Tax cut savings flow to company stockholders, trickle to hourly workers

After U.S. corporations got a big tax cut in December, a flurry of announcements touting bonuses and pay raises for hourly employees raised hopes that the cash windfall would keep flowing down to American workers.

But the sharing of wealth hasn’t been as generous as hoped.

The early payouts, such as one-time awards of $1,000 given to certain workers at AT&T, Comcast and Walmart, and $2,500 in stock awards for Apple employees, were praised by the Trump administration and Republican members of Congress. They trumpeted the awards as examples of how the $1.5 trillion tax cut would result in bigger paychecks for middle-class employees.

But the number of companies letting workers know they are getting a bonus, raise or other form of financial compensation has slowed to a trickle. Most of the extra cash from tax savings is going into the pockets of stock shareholders through dividend increases and companies buying back their own stock in hopes of boosting its price.

A Bank of America Merrill Lynch analysis found that fewer than 45 of the 500 big companies that make up the broad Standard & Poor’s 500 stock index have paid out cash bonuses to their workers in the four months since the new tax law took effect. By the bank's count, about 150 — or roughly a third — of S&P 500 companies have publicly announced their tax-cut spending plans, citing data through March 27. 

And while “investment in employees” was a “common theme,” according to BofA, just 30% of those 150 companies paid one-time bonuses. Nearly 25% increased wages. One in five boosted 401(k) and other compensation benefits. And 13% added to perks like paid parental leave.

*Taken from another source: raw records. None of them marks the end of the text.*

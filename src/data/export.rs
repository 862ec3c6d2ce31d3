use std::io::Write;
use std::path::Path;

use anyhow::{Context, Result};

use super::filter::FilteredRecordSet;

/// Write the filtered events as CSV: normalized column names, no index column.
pub fn write_csv<W: Write>(view: &FilteredRecordSet, sink: W) -> Result<()> {
    let dataset = view.dataset;
    let mut writer = csv::WriterBuilder::new()
        .quote_style(csv::QuoteStyle::Necessary)
        .from_writer(sink);

    writer
        .write_record(dataset.column_names())
        .context("writing CSV header")?;
    for event in view.events() {
        writer
            .write_record(
                dataset
                    .layout
                    .iter()
                    .map(|&col| dataset.cell_text(event, col)),
            )
            .context("writing CSV row")?;
    }
    writer.flush().context("flushing CSV")?;
    Ok(())
}

/// UTF-8 bytes of [`write_csv`], ready for a download button.
pub fn to_csv_bytes(view: &FilteredRecordSet) -> Result<Vec<u8>> {
    let mut buf = Vec::new();
    write_csv(view, &mut buf)?;
    Ok(buf)
}

pub fn save_csv(view: &FilteredRecordSet, path: &Path) -> Result<()> {
    let bytes = to_csv_bytes(view)?;
    std::fs::write(path, bytes).with_context(|| format!("writing {}", path.display()))?;
    log::info!("Exported {} events to {}", view.len(), path.display());
    Ok(())
}
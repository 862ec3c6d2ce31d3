//! Map view model: everything the map widget needs, computed without egui.

use std::collections::BTreeMap;

use eframe::egui::Color32;

use crate::color::MagnitudeRamp;
use crate::config::MapStyle;
use crate::data::filter::FilteredRecordSet;
use crate::data::model::{format_float, Event};

/// Initial camera of the map.
#[derive(Debug, Clone, Copy, PartialEq)]
pub struct MapView {
    pub center_lat: f64,
    pub center_lon: f64,
    pub zoom: f64,
}

impl MapView {
    /// Centred on the mean position of the events. `None` for an empty view.
    pub fn centered_on(view: &FilteredRecordSet, zoom: f64) -> Option<Self> {
        if view.is_empty() {
            return None;
        }
        let n = view.len() as f64;
        let (lat_sum, lon_sum) = view
            .events()
            .fold((0.0, 0.0), |(la, lo), e| (la + e.latitude, lo + e.longitude));
        Some(Self {
            center_lat: lat_sum / n,
            center_lon: lon_sum / n,
            zoom,
        })
    }

    /// Visible (longitude, latitude) span in degrees.
    pub fn span(&self) -> (f64, f64) {
        let scale = 2f64.powf(self.zoom);
        (360.0 / scale, 180.0 / scale)
    }

    /// `[min_lon, max_lon]`, `[min_lat, max_lat]`.
    pub fn bounds(&self) -> ([f64; 2], [f64; 2]) {
        let (w, h) = self.span();
        (
            [self.center_lon - w / 2.0, self.center_lon + w / 2.0],
            [self.center_lat - h / 2.0, self.center_lat + h / 2.0],
        )
    }
}

/// Pixel radius of a marker.
///
/// Sized linearly by magnitude and clamped when the data has magnitudes;
/// missing or negative magnitudes fall to the minimum. Fixed otherwise.
pub fn marker_radius(style: &MapStyle, has_magnitude: bool, magnitude: Option<f64>) -> f32 {
    if !has_magnitude {
        return style.fixed_radius_px;
    }
    let r = magnitude
        .filter(|m| m.is_finite())
        .map_or(0.0, |m| (m * style.radius_per_magnitude) as f32);
    r.clamp(style.min_radius_px, style.max_radius_px)
}

/// Hover text for one event.
pub fn tooltip_text(event: &Event) -> String {
    let magnitude = event.magnitude.map(format_float).unwrap_or_default();
    format!(
        "Place: {}\nMag: {}\nTime: {}",
        event.place, magnitude, event.time_str
    )
}

/// Markers sharing a radius and colour, drawn as one series.
#[derive(Debug, Clone, PartialEq)]
pub struct MarkerGroup {
    pub radius: f32,
    pub color: Color32,
    /// `[longitude, latitude]`
    pub points: Vec<[f64; 2]>,
}

/// Bucket events by radius (quarter-pixel steps) and colour, smallest first
/// so large quakes draw on top.
pub fn marker_groups(view: &FilteredRecordSet, style: &MapStyle) -> Vec<MarkerGroup> {
    let dataset = view.dataset;
    let ramp = magnitude_ramp(view, style);

    let mut buckets: BTreeMap<(i64, [u8; 4]), MarkerGroup> = BTreeMap::new();
    for event in view.events() {
        let radius = marker_radius(style, dataset.has_magnitude, event.magnitude);
        let color = ramp.map_or(style.fixed_color, |r| r.color_for(event.magnitude));
        let key = (radius * 4.0).round() as i64;
        let group = buckets
            .entry((key, color.to_array()))
            .or_insert_with(|| MarkerGroup {
                radius: key as f32 / 4.0,
                color,
                points: Vec::new(),
            });
        group.points.push([event.longitude, event.latitude]);
    }
    buckets.into_values().collect()
}

fn magnitude_ramp(view: &FilteredRecordSet, style: &MapStyle) -> Option<MagnitudeRamp> {
    if !view.dataset.has_magnitude {
        return None;
    }
    let range = view
        .events()
        .filter_map(|e| e.magnitude)
        .fold(None, |acc: Option<(f64, f64)>, m| match acc {
            None => Some((m, m)),
            Some((lo, hi)) => Some((lo.min(m), hi.max(m))),
        })
        .unwrap_or((0.0, 0.0));
    Some(MagnitudeRamp::new(range, style.magnitude_alpha))
}

/// Event nearest to a map coordinate (plain degree distance).
pub fn nearest_event<'a>(view: &FilteredRecordSet<'a>, lon: f64, lat: f64) -> Option<&'a Event> {
    view.events().min_by(|a, b| {
        let da = (a.longitude - lon).powi(2) + (a.latitude - lat).powi(2);
        let db = (b.longitude - lon).powi(2) + (b.latitude - lat).powi(2);
        da.total_cmp(&db)
    })
}
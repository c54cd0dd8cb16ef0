//! Rubric-based partial credit grading

use indexmap::IndexSet;
use serde::{Deserialize, Serialize};
use tracing::{debug, warn};

use super::extract::extract_key_elements;
use super::result::EvalResult;

/// Operator attached to a rubric criterion
#[derive(Debug, Clone, PartialEq, Eq, Hash, Serialize, Deserialize)]
#[serde(from = "String", into = "String")]
pub enum CriterionOperator {
    /// The answer must state the criterion's facts
    Correctness,
    /// Any operator this grader does not score
    Other(String),
}

impl From<String> for CriterionOperator {
    fn from(s: String) -> Self {
        match s.trim().to_lowercase().as_str() {
            "correctness" => CriterionOperator::Correctness,
            _ => CriterionOperator::Other(s),
        }
    }
}

impl From<CriterionOperator> for String {
    fn from(op: CriterionOperator) -> Self {
        match op {
            CriterionOperator::Correctness => "correctness".to_string(),
            CriterionOperator::Other(name) => name,
        }
    }
}

/// A single rubric criterion
#[derive(Debug, Clone, PartialEq, Serialize, Deserialize)]
pub struct RubricCriterion {
    pub operator: CriterionOperator,
    pub criteria: String,
}

impl RubricCriterion {
    pub fn correctness(criteria: impl Into<String>) -> Self {
        Self {
            operator: CriterionOperator::Correctness,
            criteria: criteria.into(),
        }
    }

    /// Whether the prediction covers this criterion.
    ///
    /// Every key element of the criterion must appear among the prediction's
    /// key elements (whole or as a substring) or in the lower-cased prediction
    /// text. A criterion without key elements needs its own lower-cased text
    /// to appear in the prediction.
    pub fn is_satisfied_by(
        &self,
        prediction_elements: &IndexSet<String>,
        prediction_lower: &str,
    ) -> bool {
        let required = extract_key_elements(&self.criteria);

        if required.is_empty() {
            let phrase = self.criteria.trim().to_lowercase();
            return !phrase.is_empty() && prediction_lower.contains(&phrase);
        }

        required.iter().all(|element| {
            prediction_elements.contains(element)
                || prediction_elements.iter().any(|p| p.contains(element.as_str()))
                || prediction_lower.contains(element.as_str())
        })
    }
}

/// Grader for free-text answers against a list of correctness criteria
#[derive(Debug, Clone, Copy, Default)]
pub struct RubricEvaluator;

impl RubricEvaluator {
    pub fn new() -> Self {
        Self
    }

    /// Score a prediction against a rubric, or against `expected` when no
    /// rubric is given
    pub fn evaluate(
        &self,
        prediction: &str,
        expected: Option<&str>,
        rubric: Option<&[RubricCriterion]>,
    ) -> EvalResult {
        if prediction.trim().is_empty() {
            return EvalResult::incorrect("Empty prediction");
        }

        match rubric {
            Some(criteria) if !criteria.is_empty() => self.evaluate_rubric(prediction, criteria),
            _ => self.evaluate_similarity(prediction, expected),
        }
    }

    fn evaluate_rubric(&self, prediction: &str, rubric: &[RubricCriterion]) -> EvalResult {
        let prediction_elements = extract_key_elements(prediction);
        let prediction_lower = prediction.to_lowercase();

        let mut met = Vec::new();
        let mut unmet = Vec::new();
        let mut skipped = Vec::new();

        for criterion in rubric {
            match &criterion.operator {
                CriterionOperator::Correctness => {
                    if criterion.is_satisfied_by(&prediction_elements, &prediction_lower) {
                        met.push(criterion.criteria.as_str());
                    } else {
                        unmet.push(criterion.criteria.as_str());
                    }
                }
                CriterionOperator::Other(name) => {
                    warn!(operator = %name, "Skipping rubric criterion with unsupported operator");
                    skipped.push(format!("{} ({})", criterion.criteria, name));
                }
            }
        }

        let scored = met.len() + unmet.len();
        let mut feedback = Vec::new();
        if !met.is_empty() {
            feedback.push(format!("Met: {}", met.join("; ")));
        }
        if !unmet.is_empty() {
            feedback.push(format!("Unmet: {}", unmet.join("; ")));
        }
        if !skipped.is_empty() {
            feedback.push(format!("Skipped: {}", skipped.join("; ")));
        }

        if scored == 0 {
            feedback.insert(0, "No scorable criteria".to_string());
            return EvalResult::incorrect(feedback.join(" | "));
        }

        let score = met.len() as f64 / scored as f64;
        debug!(met = met.len(), scored, score, "Rubric evaluation");

        feedback.insert(0, format!("{}/{} criteria met", met.len(), scored));
        EvalResult::scored(score, feedback.join(" | "))
    }

    fn evaluate_similarity(&self, prediction: &str, expected: Option<&str>) -> EvalResult {
        let Some(expected) = expected.map(str::trim).filter(|e| !e.is_empty()) else {
            return EvalResult::incorrect("No rubric and no expected answer to compare against");
        };

        let predicted = prediction.trim().to_lowercase();
        let target = expected.to_lowercase();

        if predicted == target || predicted.contains(&target) {
            return EvalResult::correct(format!(
                "Expected answer '{}' found in prediction",
                expected
            ));
        }

        let words: Vec<&str> = target.split_whitespace().collect();
        let found = words.iter().filter(|w| predicted.contains(*w)).count();
        let score = found as f64 / words.len() as f64;

        debug!(found, total = words.len(), score, "Text similarity fallback");

        EvalResult::scored(
            score,
            format!(
                "No rubric; {}/{} expected words found in prediction",
                found,
                words.len()
            ),
        )
    }
}
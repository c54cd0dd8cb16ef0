//! Results reporting

use std::collections::BTreeMap;
use std::path::Path;

use serde::Serialize;

use crate::analysis::{aggregate_by_task_type, aggregate_results, EvalResult, ResultSummary};
use crate::tasks::EvalItem;

/// Per-item row in a run summary
#[derive(Debug, Clone, Serialize)]
pub struct ItemReport {
    pub index: usize,
    pub id: Option<String>,
    pub task_type: String,
    #[serde(flatten)]
    pub result: EvalResult,
}

/// JSON summary export
#[derive(Debug, Clone, Serialize)]
pub struct JsonSummary {
    pub run_id: String,
    pub timestamp: String,
    pub benchmark: String,
    pub summary: ResultSummary,
    pub by_task_type: BTreeMap<String, ResultSummary>,
    pub results: Vec<ItemReport>,
}

impl JsonSummary {
    /// Build a summary from scored items
    pub fn from_results(
        run_id: impl Into<String>,
        benchmark: impl Into<String>,
        items: &[EvalItem],
        results: &[EvalResult],
    ) -> Self {
        let rows = items
            .iter()
            .zip(results)
            .enumerate()
            .map(|(index, (item, result))| ItemReport {
                index,
                id: item.id.clone(),
                task_type: item.task_type_key(),
                result: result.clone(),
            })
            .collect();

        Self {
            run_id: run_id.into(),
            timestamp: chrono::Utc::now().to_rfc3339(),
            benchmark: benchmark.into(),
            summary: aggregate_results(results),
            by_task_type: aggregate_by_task_type(items, results),
            results: rows,
        }
    }

    /// Serialize to JSON
    pub fn to_json(&self, pretty: bool) -> serde_json::Result<String> {
        if pretty {
            serde_json::to_string_pretty(self)
        } else {
            serde_json::to_string(self)
        }
    }

    /// Write to JSON file
    pub fn write_to_file(&self, path: impl AsRef<Path>, pretty: bool) -> std::io::Result<()> {
        let json = self
            .to_json(pretty)
            .map_err(|e| std::io::Error::new(std::io::ErrorKind::InvalidData, e))?;
        if let Some(parent) = path.as_ref().parent() {
            if !parent.as_os_str().is_empty() {
                std::fs::create_dir_all(parent)?;
            }
        }
        std::fs::write(path, json)
    }
}

/// Generate a console report
pub fn print_console_report(summary: &JsonSummary) {
    println!("\n=== {} Evaluation Results ===\n", summary.benchmark);
    println!("Run ID: {}", summary.run_id);
    print_summary_line("Overall", &summary.summary);

    if !summary.by_task_type.is_empty() {
        println!("\nBy Task Type:");
        println!("{:-<72}", "");
        for (task_type, task_summary) in &summary.by_task_type {
            print_summary_line(task_type, task_summary);
        }
    }

    let misses: Vec<_> = summary
        .results
        .iter()
        .filter(|row| !row.result.is_correct())
        .collect();
    if !misses.is_empty() {
        println!("\nIncorrect Items:");
        println!("{:-<72}", "");
        for row in misses {
            let label = row.id.clone().unwrap_or_else(|| format!("#{}", row.index));
            println!(
                "  {} [{}] {:.3}: {}",
                label,
                row.task_type,
                row.result.score(),
                row.result.feedback()
            );
        }
    }

    println!("\n{:=<72}", "");
}

fn print_summary_line(label: &str, summary: &ResultSummary) {
    println!(
        "  {:<40} {:>3}/{:<3} accuracy {:.3}  mean {:.3}",
        label, summary.correct_count, summary.count, summary.accuracy, summary.mean_score
    );
}
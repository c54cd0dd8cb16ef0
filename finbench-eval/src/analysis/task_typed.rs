//! Task-typed evaluation: numeric, ordered-sequence and categorical matching

use std::collections::HashMap;

use tracing::debug;

use super::extract::{extract_first_number, is_well_formed_token, split_sequence};
use super::result::EvalResult;
use crate::tasks::{Strategy, TaskType};

/// Relative tolerance for numeric answers, as a fraction of the expected value
pub const NUMERIC_RELATIVE_TOLERANCE: f64 = 0.01;

/// Error raised by batch evaluation
#[derive(Debug, Clone, PartialEq, thiserror::Error)]
pub enum EvalError {
    #[error("Length mismatch: {predictions} predictions vs {expected} expected answers")]
    LengthMismatch { predictions: usize, expected: usize },
}

/// Evaluator that picks a comparison strategy from the task type.
///
/// The built-in table lives on [`TaskType::strategy`]. Extra identifiers can
/// be mapped with [`TaskTypedEvaluator::with_strategy`]; those entries win over
/// the built-in table.
#[derive(Debug, Clone, Default)]
pub struct TaskTypedEvaluator {
    overrides: HashMap<String, Strategy>,
}

impl TaskTypedEvaluator {
    pub fn new() -> Self {
        Self::default()
    }

    /// Map a task type identifier to a strategy
    pub fn with_strategy(mut self, task_type: impl AsRef<str>, strategy: Strategy) -> Self {
        let key = TaskType::from(task_type.as_ref()).as_str().to_string();
        self.overrides.insert(key, strategy);
        self
    }

    /// Add several identifier mappings at once
    pub fn with_strategies<I, K>(mut self, mappings: I) -> Self
    where
        I: IntoIterator<Item = (K, Strategy)>,
        K: AsRef<str>,
    {
        for (task_type, strategy) in mappings {
            self = self.with_strategy(task_type, strategy);
        }
        self
    }

    /// Strategy used for a task type after applying overrides
    pub fn strategy_for(&self, task_type: &TaskType) -> Strategy {
        self.overrides
            .get(task_type.as_str())
            .copied()
            .unwrap_or_else(|| task_type.strategy())
    }

    /// Score a prediction against the expected answer for a task type identifier
    pub fn evaluate(&self, prediction: &str, expected: &str, task_type: &str) -> EvalResult {
        self.evaluate_typed(prediction, expected, &TaskType::from(task_type))
    }

    /// Score a prediction against the expected answer for a parsed task type
    pub fn evaluate_typed(
        &self,
        prediction: &str,
        expected: &str,
        task_type: &TaskType,
    ) -> EvalResult {
        if prediction.trim().is_empty() {
            return EvalResult::incorrect("Empty prediction");
        }
        if expected.trim().is_empty() {
            return EvalResult::incorrect("Empty expected answer");
        }

        let strategy = self.strategy_for(task_type);
        let result = match strategy {
            Strategy::Numeric => compare_numeric(prediction, expected),
            Strategy::Sequence => compare_sequence(prediction, expected),
            Strategy::Categorical => compare_categorical(prediction, expected),
        };

        debug!(
            task_type = %task_type,
            strategy = %strategy,
            score = result.score(),
            "Task-typed evaluation"
        );

        result
    }

    /// Score predictions against expected answers position by position
    pub fn evaluate_batch<P, E>(
        &self,
        predictions: &[P],
        expected: &[E],
        task_type: &str,
    ) -> Result<Vec<EvalResult>, EvalError>
    where
        P: AsRef<str>,
        E: AsRef<str>,
    {
        if predictions.len() != expected.len() {
            return Err(EvalError::LengthMismatch {
                predictions: predictions.len(),
                expected: expected.len(),
            });
        }

        let task_type = TaskType::from(task_type);
        Ok(predictions
            .iter()
            .zip(expected)
            .map(|(p, e)| self.evaluate_typed(p.as_ref(), e.as_ref(), &task_type))
            .collect())
    }
}

/// Compare the first number of each answer with a 1% relative tolerance
fn compare_numeric(prediction: &str, expected: &str) -> EvalResult {
    let Some(predicted) = extract_first_number(prediction) else {
        return EvalResult::incorrect("Could not extract a number from the prediction");
    };
    let Some(target) = extract_first_number(expected) else {
        return EvalResult::incorrect("Could not extract a number from the expected answer");
    };

    let diff = (predicted - target).abs();
    if target == 0.0 {
        return if predicted == 0.0 {
            EvalResult::correct(format!("Numeric match: {} == 0 (exact)", predicted))
        } else {
            EvalResult::incorrect(format!(
                "Numeric mismatch: {} != 0 (zero target requires exact match)",
                predicted
            ))
        };
    }

    let tolerance = NUMERIC_RELATIVE_TOLERANCE * target.abs();
    if diff <= tolerance {
        EvalResult::correct(format!(
            "Numeric match: {} vs {} (diff {:.6} <= tolerance {:.6})",
            predicted, target, diff, tolerance
        ))
    } else {
        EvalResult::incorrect(format!(
            "Numeric mismatch: {} vs {} (diff {:.6} > tolerance {:.6})",
            predicted, target, diff, tolerance
        ))
    }
}

/// Compare comma-separated sequences element by element
fn compare_sequence(prediction: &str, expected: &str) -> EvalResult {
    let predicted = split_sequence(prediction);
    let target = split_sequence(expected);

    if predicted.len() != target.len() {
        return EvalResult::incorrect(format!(
            "Sequence length mismatch: predicted [{}] ({} items) vs expected [{}] ({} items)",
            predicted.join(","),
            predicted.len(),
            target.join(","),
            target.len()
        ));
    }

    let mismatch = predicted.iter().zip(&target).position(|(p, t)| {
        !is_well_formed_token(p) || !is_well_formed_token(t) || p != t
    });

    match mismatch {
        None => EvalResult::correct(format!("Sequence match: [{}]", target.join(","))),
        Some(index) => EvalResult::incorrect(format!(
            "Sequence mismatch at position {}: predicted [{}] vs expected [{}]",
            index,
            predicted.join(","),
            target.join(",")
        )),
    }
}

/// Compare trimmed, lower-cased labels
fn compare_categorical(prediction: &str, expected: &str) -> EvalResult {
    let predicted = prediction.trim().to_lowercase();
    let target = expected.trim().to_lowercase();

    if predicted == target {
        EvalResult::correct(format!("Category match: '{}'", target))
    } else {
        EvalResult::incorrect(format!(
            "Category mismatch: predicted '{}' vs expected '{}'",
            predicted, target
        ))
    }
}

The money not shared with workers in the form of more pay has been deployed, or will be deployed, in a variety of ways, according to BofA’s analysis:

The amount of money benefiting shareholders has been sizable.

In the first three months of 2018, for example, investors received $109.2 billion in dividends, up more than 8% from the $100.9 billion received in the same period a year earlier, according to S&P Dow Jones Indices. In fact, the S&P 500's quarterly dividend payments set a new record.

Similarly, J.P. Morgan estimates that U.S. companies could buy back as much as $800 billion of their own stock this year, up from $527 billion last year. The sharp rise in share repurchases, according to the bank, is due in large part to the benefits from tax cuts.

And it is the massive spending on dividends and share buybacks that critics pounce on, as this use of cash benefits the wealthy and company shareholders, rather than middle-class workers. A sizable 84% of all stocks owned by Americans are held by the wealthiest 10% of households, according to recent research by New York University economics professor Edward Wolff. 

"Old habits run deep," says Chris Rupkey, chief financial economist at MUGF, a financial services firm with offices in New York. "I would be surprised if much of the corporate tax cut money ends up in workers' pockets."

The reason? Companies, Rupkey says, are reluctant to increase their permanent wage costs. He also argues that "everyone has a boss," and that companies are "managing up" by paying out their increased after-tax profits to stockholders.